[Opening Available data section]

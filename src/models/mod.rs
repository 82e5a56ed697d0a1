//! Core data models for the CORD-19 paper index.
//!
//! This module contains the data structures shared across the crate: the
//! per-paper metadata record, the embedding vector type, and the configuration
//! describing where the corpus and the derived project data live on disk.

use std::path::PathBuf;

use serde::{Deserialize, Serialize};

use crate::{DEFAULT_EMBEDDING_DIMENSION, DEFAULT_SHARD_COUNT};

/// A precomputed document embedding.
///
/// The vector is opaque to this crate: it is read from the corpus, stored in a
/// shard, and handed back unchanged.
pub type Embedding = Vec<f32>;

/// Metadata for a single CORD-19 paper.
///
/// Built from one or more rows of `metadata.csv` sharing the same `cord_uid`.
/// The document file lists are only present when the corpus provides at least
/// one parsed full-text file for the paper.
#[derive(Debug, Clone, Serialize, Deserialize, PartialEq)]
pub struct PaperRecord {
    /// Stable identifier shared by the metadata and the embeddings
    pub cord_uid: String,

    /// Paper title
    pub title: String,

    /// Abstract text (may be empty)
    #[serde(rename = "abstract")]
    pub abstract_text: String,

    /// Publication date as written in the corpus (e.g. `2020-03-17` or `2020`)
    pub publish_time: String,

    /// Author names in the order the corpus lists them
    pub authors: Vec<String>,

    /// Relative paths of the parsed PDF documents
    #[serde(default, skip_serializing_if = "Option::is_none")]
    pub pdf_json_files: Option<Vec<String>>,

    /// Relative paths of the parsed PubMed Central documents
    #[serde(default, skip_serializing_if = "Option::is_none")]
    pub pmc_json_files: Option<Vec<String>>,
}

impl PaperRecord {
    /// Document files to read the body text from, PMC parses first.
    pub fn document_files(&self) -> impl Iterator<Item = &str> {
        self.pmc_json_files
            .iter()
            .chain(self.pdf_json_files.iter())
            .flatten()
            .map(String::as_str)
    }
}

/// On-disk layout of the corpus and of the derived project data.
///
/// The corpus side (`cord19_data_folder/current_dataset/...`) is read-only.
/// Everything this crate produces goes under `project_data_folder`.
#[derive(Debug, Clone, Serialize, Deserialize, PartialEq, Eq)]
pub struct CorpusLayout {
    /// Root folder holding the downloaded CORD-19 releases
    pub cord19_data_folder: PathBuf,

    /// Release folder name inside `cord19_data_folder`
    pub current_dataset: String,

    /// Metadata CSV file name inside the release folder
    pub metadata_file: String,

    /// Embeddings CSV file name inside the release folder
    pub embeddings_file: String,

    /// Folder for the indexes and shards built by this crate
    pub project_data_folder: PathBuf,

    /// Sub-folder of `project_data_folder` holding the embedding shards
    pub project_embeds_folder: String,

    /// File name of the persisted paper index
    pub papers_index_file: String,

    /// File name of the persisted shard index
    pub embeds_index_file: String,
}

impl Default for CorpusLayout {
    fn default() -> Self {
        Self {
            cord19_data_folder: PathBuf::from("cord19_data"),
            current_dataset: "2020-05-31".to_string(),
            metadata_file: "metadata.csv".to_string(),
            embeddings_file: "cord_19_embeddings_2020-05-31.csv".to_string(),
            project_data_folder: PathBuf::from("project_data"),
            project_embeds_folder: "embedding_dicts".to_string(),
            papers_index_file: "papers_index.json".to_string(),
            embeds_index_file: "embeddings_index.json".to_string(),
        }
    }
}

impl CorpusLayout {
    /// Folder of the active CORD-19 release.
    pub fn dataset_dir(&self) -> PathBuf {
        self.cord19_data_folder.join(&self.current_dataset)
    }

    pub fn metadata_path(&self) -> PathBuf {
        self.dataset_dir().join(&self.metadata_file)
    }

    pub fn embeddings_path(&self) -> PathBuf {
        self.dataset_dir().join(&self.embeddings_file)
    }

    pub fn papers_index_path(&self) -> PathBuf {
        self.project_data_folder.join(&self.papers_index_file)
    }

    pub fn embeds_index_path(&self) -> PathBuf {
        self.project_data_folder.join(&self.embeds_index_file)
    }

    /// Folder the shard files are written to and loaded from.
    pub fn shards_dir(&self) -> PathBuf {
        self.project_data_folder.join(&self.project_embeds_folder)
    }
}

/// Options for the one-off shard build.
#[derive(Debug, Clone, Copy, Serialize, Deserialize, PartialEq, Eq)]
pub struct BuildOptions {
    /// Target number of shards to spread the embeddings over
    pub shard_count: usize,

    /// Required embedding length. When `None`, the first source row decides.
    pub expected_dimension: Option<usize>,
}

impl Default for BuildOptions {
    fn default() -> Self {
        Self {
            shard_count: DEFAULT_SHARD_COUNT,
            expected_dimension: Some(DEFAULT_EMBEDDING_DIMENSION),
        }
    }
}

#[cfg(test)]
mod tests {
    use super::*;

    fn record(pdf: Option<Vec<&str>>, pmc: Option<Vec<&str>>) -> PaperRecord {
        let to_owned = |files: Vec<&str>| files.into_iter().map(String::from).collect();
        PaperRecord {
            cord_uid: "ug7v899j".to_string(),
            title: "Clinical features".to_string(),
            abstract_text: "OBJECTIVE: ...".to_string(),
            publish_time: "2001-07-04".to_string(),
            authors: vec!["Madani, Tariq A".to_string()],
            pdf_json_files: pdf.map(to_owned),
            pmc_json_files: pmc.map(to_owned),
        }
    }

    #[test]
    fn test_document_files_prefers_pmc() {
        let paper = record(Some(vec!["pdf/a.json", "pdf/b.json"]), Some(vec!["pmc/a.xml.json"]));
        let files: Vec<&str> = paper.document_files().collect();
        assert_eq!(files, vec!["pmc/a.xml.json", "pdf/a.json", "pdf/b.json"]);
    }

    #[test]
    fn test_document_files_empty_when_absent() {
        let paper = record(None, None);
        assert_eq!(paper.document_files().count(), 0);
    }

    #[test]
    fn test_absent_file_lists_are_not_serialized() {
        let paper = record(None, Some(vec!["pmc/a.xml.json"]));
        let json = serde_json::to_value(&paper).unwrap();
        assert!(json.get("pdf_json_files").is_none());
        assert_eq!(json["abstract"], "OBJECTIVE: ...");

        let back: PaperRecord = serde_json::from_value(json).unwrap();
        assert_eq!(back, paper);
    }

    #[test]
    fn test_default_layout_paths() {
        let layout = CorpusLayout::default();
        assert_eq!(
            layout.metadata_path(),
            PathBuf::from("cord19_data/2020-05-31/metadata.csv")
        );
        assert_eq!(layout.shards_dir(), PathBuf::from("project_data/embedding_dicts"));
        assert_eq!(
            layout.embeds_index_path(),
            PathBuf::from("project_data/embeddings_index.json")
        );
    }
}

[Closing Available data section]

## Brief
Starting with the first line of the data above, copy each line exactly until you reach the line with "use std::path::PathBuf;"; include that line as well.

## Solution for this problem
filename src/models/mod.rs
repository 82e5a56ed697d0a1
//! Core data models for the CORD-19 paper index.
//!
//! This module contains the data structures shared across the crate: the
//! per-paper metadata record, the embedding vector type, and the configuration
//! describing where the corpus and the derived project data live on disk.

use std::path::PathBuf;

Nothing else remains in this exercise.